---------- ENTRIES SHOWN

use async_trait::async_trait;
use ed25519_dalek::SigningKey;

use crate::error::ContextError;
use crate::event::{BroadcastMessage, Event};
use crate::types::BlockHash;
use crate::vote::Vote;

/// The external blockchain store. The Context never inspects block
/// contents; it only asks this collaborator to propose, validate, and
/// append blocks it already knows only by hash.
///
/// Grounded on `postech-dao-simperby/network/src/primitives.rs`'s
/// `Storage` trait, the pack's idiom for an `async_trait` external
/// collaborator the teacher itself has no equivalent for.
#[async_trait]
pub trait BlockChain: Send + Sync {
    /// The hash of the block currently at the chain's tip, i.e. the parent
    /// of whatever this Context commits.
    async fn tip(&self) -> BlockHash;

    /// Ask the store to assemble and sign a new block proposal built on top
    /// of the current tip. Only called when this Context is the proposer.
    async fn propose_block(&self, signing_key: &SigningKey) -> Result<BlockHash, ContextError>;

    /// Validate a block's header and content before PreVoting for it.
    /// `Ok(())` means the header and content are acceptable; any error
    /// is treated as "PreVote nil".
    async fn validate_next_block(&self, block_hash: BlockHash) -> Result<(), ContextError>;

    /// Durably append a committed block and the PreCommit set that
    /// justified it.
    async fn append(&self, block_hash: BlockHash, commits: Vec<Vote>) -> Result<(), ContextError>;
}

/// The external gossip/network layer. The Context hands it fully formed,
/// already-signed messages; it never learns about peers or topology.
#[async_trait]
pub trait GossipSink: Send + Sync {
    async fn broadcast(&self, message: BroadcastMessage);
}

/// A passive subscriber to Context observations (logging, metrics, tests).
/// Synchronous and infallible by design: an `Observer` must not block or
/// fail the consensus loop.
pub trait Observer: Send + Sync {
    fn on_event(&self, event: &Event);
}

--------------------
---------- ENTRIES SHOWN

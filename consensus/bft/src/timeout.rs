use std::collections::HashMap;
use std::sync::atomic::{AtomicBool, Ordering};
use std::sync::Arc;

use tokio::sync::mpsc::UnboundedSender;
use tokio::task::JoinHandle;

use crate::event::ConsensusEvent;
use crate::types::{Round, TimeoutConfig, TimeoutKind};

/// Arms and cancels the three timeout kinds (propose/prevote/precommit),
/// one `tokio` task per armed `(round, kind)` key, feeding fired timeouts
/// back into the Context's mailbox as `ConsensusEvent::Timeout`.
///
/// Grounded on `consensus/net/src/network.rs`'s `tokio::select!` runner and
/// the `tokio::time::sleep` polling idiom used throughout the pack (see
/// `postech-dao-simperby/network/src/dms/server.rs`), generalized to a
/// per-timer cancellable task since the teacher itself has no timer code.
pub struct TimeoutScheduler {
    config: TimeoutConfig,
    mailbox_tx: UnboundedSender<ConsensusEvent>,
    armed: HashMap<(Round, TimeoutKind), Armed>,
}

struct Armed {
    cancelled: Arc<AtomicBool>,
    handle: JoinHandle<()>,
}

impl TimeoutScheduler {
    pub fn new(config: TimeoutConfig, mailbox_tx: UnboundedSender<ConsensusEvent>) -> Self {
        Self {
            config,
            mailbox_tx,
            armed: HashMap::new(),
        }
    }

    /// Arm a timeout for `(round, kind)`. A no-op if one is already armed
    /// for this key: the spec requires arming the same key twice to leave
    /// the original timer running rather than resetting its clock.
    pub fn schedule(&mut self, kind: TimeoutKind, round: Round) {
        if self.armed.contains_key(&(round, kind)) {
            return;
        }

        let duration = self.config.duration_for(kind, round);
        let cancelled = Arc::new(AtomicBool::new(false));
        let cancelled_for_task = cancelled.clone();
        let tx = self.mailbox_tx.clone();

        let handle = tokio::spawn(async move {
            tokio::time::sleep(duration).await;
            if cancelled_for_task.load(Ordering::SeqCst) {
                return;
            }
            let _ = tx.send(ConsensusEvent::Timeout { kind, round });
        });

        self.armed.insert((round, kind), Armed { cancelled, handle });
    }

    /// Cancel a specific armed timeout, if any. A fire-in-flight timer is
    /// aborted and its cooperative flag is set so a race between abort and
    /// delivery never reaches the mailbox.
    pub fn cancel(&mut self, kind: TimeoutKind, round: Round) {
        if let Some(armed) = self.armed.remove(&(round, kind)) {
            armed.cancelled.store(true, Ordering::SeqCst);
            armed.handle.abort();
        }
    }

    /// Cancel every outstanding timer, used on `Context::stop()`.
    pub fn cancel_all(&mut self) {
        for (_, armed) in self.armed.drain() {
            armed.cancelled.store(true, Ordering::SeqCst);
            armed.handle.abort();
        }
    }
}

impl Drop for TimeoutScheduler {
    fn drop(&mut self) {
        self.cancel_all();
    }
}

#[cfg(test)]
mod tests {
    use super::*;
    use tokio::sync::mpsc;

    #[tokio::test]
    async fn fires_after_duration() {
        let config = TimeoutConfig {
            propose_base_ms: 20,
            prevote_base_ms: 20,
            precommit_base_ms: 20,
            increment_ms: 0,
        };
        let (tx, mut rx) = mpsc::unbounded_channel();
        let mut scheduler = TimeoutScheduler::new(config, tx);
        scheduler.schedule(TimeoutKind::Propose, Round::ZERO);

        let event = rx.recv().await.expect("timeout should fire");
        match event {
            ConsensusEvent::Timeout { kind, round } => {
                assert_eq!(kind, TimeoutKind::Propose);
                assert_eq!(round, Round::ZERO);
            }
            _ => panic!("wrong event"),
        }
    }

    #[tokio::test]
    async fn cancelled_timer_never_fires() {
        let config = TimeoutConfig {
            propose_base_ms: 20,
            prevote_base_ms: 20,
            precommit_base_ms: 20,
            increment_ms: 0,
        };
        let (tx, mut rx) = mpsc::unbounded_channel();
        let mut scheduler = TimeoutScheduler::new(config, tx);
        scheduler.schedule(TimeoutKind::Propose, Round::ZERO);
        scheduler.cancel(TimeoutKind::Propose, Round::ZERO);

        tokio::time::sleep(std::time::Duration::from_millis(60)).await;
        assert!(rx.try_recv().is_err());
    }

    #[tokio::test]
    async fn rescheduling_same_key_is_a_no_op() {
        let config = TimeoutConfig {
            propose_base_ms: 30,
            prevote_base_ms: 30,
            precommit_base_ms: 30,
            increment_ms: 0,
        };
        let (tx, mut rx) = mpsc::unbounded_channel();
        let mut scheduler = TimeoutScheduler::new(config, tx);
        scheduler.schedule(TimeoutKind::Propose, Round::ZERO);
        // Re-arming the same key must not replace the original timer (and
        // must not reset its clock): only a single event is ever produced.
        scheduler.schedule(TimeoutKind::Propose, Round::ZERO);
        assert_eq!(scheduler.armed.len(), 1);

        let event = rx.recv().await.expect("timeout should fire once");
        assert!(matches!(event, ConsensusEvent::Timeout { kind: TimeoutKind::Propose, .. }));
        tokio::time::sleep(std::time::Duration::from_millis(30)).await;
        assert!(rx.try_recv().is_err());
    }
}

--------------------

### TASK
All lines above between those holding "Vec<Vote>) -> Result<(), ContextError>;" and "pub trait Observer: Send", inclusive, must be set down unchanged, and no other line may be included.

### FINAL ANSWER
    async fn append(&self, block_hash: BlockHash, commits: Vec<Vote>) -> Result<(), ContextError>;
}

/// The external gossip/network layer. The Context hands it fully formed,
/// already-signed messages; it never learns about peers or topology.
#[async_trait]
pub trait GossipSink: Send + Sync {
    async fn broadcast(&self, message: BroadcastMessage);
}

/// A passive subscriber to Context observations (logging, metrics, tests).
/// Synchronous and infallible by design: an `Observer` must not block or
/// fail the consensus loop.
pub trait Observer: Send + Sync {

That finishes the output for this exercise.